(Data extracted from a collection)
/---

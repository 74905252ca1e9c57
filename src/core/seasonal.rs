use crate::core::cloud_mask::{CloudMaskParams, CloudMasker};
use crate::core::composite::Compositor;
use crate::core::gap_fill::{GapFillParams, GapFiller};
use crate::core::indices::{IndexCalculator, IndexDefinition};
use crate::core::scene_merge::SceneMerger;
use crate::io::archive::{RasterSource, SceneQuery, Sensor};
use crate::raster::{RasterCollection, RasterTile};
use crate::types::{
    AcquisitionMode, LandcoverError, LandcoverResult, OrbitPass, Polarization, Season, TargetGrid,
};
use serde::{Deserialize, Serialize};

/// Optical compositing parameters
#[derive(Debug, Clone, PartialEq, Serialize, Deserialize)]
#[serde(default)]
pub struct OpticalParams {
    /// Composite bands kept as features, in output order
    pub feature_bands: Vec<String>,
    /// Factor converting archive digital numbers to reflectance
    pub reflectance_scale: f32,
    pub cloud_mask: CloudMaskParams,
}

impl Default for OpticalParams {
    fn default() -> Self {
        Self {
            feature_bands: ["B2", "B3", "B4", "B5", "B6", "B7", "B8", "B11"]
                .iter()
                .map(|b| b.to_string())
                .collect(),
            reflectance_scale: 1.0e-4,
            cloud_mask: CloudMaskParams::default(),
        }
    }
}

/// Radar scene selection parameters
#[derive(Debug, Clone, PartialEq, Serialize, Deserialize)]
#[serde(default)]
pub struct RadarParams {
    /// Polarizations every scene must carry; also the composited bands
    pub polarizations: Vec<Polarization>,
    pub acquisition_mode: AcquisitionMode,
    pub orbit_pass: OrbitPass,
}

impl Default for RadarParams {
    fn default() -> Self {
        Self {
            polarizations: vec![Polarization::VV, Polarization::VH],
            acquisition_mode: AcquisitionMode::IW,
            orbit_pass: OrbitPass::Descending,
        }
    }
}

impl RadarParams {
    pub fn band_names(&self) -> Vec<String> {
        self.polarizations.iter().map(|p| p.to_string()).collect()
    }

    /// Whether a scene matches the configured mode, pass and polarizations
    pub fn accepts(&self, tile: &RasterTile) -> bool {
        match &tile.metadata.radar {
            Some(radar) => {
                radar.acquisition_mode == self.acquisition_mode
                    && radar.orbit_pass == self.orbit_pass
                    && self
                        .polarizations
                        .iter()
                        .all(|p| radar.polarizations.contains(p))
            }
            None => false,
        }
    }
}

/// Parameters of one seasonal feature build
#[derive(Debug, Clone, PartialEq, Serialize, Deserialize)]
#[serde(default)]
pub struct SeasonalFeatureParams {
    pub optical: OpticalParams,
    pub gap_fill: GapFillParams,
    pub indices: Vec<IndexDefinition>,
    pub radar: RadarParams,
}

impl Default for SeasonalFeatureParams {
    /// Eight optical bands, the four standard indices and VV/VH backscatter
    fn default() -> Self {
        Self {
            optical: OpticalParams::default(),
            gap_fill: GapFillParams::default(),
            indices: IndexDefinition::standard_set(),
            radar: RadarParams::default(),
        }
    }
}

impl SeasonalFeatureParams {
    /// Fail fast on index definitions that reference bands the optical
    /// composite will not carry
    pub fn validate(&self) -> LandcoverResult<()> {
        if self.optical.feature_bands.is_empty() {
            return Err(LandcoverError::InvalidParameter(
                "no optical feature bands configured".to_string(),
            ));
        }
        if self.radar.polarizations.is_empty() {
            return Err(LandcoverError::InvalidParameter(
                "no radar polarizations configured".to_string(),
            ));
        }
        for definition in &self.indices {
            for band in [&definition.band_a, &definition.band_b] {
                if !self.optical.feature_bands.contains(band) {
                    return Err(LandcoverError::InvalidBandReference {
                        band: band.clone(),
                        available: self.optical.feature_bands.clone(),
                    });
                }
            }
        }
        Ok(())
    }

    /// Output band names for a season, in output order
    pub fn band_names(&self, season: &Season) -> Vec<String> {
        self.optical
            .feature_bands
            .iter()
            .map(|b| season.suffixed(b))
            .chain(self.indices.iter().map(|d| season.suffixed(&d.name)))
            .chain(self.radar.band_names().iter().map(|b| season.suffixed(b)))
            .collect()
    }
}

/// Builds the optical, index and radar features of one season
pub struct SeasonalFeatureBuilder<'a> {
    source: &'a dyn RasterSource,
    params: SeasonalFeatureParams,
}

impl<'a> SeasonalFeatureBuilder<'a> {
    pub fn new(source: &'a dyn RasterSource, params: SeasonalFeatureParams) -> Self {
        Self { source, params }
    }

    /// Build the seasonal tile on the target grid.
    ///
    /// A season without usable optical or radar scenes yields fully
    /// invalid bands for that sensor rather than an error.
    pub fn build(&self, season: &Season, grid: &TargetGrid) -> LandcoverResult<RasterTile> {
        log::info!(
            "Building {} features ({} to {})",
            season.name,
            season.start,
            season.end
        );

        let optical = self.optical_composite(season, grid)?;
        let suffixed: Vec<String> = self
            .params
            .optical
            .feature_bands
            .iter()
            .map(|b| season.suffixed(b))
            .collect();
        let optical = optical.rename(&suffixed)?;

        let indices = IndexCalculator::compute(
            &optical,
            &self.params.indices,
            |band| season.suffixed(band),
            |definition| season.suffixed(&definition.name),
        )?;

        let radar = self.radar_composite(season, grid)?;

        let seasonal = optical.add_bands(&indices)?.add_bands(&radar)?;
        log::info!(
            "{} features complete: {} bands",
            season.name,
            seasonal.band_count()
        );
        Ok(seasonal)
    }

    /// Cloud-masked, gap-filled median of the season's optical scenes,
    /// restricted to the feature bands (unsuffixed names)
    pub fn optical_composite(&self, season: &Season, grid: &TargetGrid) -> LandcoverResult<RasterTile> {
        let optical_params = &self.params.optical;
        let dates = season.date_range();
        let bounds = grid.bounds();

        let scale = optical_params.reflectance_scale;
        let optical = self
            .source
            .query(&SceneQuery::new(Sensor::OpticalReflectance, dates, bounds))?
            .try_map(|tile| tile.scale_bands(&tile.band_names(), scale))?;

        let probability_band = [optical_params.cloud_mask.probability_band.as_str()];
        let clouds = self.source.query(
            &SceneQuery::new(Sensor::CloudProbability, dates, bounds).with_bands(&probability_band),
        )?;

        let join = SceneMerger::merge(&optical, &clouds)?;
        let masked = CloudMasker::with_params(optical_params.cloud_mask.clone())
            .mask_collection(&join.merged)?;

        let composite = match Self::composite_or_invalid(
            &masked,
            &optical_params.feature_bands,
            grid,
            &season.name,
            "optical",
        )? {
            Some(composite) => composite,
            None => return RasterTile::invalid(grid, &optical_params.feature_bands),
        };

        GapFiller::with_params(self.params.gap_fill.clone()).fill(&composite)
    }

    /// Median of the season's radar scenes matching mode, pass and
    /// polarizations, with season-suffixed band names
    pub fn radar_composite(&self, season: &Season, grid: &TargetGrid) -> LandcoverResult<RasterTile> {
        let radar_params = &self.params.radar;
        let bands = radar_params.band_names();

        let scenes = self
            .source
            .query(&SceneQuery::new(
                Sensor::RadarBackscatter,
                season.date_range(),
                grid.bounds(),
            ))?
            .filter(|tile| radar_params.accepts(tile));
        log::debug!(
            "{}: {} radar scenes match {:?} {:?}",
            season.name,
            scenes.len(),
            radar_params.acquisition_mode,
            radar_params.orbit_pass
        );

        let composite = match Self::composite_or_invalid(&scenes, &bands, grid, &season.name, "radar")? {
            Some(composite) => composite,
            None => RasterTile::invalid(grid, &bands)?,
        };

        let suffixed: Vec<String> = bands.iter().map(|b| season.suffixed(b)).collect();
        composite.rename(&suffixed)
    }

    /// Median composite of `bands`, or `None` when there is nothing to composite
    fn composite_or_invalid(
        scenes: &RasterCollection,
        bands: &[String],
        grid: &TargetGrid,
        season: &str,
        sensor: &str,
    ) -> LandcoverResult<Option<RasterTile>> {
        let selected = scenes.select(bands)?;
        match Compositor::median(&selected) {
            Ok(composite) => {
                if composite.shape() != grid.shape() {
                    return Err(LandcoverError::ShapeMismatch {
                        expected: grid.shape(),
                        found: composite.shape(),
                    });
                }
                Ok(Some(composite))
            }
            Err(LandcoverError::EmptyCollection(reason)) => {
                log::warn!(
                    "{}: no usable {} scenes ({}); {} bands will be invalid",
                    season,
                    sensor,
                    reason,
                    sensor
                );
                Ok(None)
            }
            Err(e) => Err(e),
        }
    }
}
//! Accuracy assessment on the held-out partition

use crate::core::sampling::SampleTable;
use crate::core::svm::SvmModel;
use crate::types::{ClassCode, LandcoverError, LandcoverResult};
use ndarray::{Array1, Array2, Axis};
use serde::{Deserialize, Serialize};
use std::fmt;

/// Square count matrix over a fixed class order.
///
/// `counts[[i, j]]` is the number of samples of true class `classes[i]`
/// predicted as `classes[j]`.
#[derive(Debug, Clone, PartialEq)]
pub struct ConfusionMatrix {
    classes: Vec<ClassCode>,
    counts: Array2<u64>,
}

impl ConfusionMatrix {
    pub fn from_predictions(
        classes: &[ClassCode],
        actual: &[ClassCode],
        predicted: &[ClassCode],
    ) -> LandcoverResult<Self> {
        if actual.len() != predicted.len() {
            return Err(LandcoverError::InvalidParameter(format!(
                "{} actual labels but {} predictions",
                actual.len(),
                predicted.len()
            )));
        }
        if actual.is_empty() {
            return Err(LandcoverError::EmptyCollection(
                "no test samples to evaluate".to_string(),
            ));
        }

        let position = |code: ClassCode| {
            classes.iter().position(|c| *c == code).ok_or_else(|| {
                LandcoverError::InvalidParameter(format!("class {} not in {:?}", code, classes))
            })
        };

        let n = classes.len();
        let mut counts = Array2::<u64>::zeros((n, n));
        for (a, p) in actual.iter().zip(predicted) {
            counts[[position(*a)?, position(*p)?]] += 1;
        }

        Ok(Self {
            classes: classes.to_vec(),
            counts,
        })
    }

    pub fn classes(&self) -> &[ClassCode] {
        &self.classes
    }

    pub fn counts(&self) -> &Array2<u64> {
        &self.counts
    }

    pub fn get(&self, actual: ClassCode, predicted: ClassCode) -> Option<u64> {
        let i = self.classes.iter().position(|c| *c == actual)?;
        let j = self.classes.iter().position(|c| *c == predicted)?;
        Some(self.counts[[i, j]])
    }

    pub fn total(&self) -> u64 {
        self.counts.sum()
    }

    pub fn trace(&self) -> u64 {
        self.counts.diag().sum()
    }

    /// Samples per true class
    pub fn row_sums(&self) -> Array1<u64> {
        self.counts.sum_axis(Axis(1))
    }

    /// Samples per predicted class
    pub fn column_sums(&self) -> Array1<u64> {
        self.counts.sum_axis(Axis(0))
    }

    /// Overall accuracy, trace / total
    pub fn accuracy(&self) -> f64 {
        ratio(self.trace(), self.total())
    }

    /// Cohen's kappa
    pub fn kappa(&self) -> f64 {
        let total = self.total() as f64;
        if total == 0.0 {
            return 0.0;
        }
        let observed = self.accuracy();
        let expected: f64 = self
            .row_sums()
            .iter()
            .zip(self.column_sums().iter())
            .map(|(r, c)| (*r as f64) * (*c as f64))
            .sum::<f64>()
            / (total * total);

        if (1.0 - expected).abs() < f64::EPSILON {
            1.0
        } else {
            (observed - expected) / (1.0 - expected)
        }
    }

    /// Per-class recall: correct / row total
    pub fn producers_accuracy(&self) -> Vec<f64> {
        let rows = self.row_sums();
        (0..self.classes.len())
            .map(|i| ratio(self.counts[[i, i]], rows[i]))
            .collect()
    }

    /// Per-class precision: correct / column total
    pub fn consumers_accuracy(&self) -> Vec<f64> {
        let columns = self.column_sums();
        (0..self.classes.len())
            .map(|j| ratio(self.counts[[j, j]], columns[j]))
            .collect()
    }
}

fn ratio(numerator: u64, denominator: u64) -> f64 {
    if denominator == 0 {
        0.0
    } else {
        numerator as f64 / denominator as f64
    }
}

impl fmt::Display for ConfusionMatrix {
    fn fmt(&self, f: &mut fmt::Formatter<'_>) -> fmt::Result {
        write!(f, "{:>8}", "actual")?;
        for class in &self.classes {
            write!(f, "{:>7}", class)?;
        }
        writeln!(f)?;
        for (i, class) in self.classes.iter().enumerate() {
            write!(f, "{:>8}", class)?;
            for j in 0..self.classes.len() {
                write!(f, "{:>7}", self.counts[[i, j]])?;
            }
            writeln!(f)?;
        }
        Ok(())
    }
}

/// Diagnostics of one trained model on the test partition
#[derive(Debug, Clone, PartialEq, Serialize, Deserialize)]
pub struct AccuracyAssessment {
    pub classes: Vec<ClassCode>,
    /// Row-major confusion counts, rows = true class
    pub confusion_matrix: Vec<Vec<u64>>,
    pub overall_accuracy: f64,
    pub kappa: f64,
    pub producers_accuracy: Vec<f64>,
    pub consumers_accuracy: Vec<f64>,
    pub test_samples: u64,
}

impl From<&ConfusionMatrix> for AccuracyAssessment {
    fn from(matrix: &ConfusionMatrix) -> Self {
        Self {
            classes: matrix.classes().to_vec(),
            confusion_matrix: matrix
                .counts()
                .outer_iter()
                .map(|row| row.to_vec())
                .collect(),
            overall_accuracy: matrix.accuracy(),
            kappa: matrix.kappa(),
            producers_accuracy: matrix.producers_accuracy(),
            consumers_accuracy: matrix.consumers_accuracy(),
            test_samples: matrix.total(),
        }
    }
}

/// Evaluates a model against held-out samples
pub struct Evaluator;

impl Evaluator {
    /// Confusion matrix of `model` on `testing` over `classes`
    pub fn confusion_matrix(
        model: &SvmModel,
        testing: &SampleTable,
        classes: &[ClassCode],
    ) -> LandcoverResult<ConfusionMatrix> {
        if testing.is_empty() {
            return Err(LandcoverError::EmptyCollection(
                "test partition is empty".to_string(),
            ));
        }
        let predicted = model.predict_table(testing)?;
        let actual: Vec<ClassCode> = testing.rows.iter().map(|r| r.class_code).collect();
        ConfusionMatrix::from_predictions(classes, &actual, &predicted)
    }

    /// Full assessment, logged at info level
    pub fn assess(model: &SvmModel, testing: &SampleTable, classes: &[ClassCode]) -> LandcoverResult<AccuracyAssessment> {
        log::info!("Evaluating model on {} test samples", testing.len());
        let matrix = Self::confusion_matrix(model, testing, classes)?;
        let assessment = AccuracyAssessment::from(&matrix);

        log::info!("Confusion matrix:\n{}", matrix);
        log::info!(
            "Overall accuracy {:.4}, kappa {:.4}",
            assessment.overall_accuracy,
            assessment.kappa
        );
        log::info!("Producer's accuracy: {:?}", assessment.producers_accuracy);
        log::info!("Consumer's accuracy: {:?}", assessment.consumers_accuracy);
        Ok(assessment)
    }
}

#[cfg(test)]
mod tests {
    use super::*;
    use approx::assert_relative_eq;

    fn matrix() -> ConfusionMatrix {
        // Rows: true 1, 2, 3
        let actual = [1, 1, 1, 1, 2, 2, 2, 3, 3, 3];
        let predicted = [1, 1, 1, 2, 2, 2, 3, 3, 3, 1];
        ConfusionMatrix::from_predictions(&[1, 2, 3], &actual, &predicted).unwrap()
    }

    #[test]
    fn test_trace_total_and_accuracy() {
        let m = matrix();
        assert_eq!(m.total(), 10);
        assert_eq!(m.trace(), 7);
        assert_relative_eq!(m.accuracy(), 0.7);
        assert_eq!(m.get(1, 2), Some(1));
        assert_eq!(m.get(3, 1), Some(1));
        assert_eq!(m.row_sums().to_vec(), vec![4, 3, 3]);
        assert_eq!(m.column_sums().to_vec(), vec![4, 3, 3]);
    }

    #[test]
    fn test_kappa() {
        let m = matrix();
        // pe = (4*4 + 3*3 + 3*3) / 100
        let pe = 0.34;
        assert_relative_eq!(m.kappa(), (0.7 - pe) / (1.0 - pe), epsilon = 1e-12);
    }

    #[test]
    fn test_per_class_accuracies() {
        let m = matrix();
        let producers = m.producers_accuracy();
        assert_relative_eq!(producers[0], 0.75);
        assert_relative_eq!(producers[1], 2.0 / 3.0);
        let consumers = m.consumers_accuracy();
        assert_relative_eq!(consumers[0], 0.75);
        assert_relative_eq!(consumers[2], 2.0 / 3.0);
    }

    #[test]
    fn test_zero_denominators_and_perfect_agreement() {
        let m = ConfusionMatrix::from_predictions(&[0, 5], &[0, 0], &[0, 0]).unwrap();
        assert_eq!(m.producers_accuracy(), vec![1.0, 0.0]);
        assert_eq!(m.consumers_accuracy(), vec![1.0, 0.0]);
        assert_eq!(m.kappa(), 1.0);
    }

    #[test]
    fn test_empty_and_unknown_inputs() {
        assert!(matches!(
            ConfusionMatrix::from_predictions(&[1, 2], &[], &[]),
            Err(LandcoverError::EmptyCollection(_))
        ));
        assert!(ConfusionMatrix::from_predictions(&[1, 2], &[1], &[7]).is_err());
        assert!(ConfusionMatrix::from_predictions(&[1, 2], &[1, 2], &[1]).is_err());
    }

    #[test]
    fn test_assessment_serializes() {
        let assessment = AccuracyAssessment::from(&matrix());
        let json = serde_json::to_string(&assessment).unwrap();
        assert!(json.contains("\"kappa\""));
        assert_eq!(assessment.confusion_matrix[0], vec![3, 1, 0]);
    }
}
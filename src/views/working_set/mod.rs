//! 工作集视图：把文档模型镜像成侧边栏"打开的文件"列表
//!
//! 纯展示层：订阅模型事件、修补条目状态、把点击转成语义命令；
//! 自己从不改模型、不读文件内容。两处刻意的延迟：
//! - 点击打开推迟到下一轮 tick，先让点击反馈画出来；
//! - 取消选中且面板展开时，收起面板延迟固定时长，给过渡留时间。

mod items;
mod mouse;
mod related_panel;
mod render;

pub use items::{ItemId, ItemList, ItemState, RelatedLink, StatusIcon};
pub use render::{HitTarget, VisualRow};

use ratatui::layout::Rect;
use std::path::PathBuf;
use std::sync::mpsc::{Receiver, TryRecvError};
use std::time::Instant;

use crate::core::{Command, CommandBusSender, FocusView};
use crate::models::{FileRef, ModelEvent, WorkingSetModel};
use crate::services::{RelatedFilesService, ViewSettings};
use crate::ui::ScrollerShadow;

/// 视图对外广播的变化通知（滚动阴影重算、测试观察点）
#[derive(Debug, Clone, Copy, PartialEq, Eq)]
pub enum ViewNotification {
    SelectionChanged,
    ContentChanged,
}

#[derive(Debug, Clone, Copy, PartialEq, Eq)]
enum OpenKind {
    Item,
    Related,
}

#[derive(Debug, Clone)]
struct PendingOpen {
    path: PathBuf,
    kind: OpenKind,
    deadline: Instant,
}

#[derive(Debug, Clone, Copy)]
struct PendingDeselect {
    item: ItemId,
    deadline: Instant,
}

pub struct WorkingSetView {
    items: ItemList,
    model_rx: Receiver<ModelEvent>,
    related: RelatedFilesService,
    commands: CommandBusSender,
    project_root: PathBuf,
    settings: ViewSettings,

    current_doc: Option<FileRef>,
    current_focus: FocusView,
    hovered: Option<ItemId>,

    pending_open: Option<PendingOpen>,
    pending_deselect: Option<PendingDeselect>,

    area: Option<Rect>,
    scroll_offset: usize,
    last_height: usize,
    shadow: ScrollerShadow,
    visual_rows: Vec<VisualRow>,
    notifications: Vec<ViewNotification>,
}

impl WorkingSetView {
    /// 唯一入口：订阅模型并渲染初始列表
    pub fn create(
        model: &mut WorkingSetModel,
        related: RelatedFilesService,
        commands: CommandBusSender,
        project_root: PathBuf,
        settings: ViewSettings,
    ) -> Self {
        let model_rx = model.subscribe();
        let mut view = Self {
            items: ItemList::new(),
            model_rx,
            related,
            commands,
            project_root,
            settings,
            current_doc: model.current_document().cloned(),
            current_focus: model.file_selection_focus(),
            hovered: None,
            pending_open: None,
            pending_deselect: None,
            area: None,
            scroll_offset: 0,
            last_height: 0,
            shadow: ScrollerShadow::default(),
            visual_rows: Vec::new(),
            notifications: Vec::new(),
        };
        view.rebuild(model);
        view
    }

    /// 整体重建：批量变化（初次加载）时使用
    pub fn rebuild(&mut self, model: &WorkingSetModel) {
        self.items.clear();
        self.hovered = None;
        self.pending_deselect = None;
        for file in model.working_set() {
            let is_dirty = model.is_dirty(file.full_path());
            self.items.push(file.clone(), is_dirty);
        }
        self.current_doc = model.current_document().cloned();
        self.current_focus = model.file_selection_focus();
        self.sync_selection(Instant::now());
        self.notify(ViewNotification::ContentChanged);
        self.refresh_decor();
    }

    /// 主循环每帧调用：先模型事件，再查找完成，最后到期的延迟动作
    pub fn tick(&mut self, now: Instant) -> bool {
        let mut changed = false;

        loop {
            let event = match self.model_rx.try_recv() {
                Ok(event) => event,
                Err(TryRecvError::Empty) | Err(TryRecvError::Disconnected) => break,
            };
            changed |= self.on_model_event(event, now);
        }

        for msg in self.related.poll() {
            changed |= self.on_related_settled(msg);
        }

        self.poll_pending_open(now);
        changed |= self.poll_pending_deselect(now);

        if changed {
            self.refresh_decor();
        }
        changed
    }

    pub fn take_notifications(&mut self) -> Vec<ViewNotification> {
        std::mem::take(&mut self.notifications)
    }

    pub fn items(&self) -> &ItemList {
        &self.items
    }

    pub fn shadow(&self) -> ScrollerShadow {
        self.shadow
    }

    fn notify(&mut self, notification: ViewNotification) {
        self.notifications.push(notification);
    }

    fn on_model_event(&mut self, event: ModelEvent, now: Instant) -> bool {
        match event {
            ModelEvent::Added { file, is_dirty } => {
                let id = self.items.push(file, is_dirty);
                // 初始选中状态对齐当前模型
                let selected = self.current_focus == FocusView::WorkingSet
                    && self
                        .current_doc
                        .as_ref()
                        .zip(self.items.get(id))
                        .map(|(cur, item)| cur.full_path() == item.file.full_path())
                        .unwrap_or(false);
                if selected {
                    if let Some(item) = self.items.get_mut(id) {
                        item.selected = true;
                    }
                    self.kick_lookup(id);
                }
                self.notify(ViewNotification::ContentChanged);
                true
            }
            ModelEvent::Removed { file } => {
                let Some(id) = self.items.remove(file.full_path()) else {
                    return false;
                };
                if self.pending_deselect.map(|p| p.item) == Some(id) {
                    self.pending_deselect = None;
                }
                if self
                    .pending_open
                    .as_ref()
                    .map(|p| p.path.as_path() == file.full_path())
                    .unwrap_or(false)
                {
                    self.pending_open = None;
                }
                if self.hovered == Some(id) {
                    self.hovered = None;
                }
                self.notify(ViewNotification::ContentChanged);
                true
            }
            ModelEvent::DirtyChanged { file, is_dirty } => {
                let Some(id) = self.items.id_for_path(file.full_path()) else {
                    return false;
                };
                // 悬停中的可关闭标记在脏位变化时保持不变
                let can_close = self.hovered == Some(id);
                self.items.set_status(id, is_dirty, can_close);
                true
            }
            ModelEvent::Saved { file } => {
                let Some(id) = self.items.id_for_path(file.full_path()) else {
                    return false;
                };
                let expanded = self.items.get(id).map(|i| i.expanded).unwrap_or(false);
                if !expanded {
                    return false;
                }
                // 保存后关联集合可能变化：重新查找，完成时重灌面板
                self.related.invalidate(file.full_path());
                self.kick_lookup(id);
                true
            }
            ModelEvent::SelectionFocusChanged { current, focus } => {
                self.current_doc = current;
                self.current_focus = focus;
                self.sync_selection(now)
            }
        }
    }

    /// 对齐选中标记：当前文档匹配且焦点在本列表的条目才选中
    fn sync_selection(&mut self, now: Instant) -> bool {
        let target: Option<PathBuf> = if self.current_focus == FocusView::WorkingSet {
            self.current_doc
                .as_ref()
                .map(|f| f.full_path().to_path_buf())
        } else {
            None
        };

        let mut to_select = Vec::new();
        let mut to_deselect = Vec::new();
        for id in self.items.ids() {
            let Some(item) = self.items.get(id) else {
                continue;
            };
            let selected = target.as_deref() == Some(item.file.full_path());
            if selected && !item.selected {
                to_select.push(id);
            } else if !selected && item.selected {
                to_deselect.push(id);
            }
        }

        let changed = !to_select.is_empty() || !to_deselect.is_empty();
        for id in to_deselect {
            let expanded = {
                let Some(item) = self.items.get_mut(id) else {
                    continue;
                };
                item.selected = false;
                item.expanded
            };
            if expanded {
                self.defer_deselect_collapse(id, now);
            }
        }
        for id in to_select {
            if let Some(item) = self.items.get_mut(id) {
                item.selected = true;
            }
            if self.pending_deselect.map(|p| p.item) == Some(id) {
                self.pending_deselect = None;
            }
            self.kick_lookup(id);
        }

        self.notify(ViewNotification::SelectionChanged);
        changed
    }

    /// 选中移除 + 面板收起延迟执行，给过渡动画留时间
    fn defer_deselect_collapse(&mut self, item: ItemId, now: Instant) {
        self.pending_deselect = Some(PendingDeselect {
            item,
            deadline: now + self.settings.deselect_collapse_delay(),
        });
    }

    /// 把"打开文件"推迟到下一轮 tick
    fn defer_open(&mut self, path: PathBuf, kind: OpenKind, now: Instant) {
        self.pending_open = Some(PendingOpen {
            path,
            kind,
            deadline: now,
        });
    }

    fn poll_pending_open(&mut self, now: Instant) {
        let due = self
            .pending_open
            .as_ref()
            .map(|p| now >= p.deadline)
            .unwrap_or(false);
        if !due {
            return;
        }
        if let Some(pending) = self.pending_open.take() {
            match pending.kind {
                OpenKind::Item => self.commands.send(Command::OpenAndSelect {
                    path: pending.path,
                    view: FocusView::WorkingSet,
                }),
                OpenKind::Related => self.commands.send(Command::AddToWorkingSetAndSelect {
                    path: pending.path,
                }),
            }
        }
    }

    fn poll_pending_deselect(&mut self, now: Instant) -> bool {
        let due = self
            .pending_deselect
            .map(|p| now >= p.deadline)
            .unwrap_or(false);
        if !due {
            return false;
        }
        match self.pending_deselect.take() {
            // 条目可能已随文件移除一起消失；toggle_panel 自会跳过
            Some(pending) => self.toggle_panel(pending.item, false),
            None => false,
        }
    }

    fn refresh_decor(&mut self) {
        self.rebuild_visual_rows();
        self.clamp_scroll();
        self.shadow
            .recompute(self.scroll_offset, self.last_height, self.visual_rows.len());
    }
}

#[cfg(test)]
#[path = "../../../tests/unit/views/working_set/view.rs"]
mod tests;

\---

WORK ORDER:
Could you return exactly the stretch of the data above that starts at the line with "let mut to_select = Vec::new();" and ends at the line with "let Some(item) = self.items.get_mut(id) else", both lines included?

ANSWER BOX:
        let mut to_select = Vec::new();
        let mut to_deselect = Vec::new();
        for id in self.items.ids() {
            let Some(item) = self.items.get(id) else {
                continue;
            };
            let selected = target.as_deref() == Some(item.file.full_path());
            if selected && !item.selected {
                to_select.push(id);
            } else if !selected && item.selected {
                to_deselect.push(id);
            }
        }

        let changed = !to_select.is_empty() || !to_deselect.is_empty();
        for id in to_deselect {
            let expanded = {
                let Some(item) = self.items.get_mut(id) else {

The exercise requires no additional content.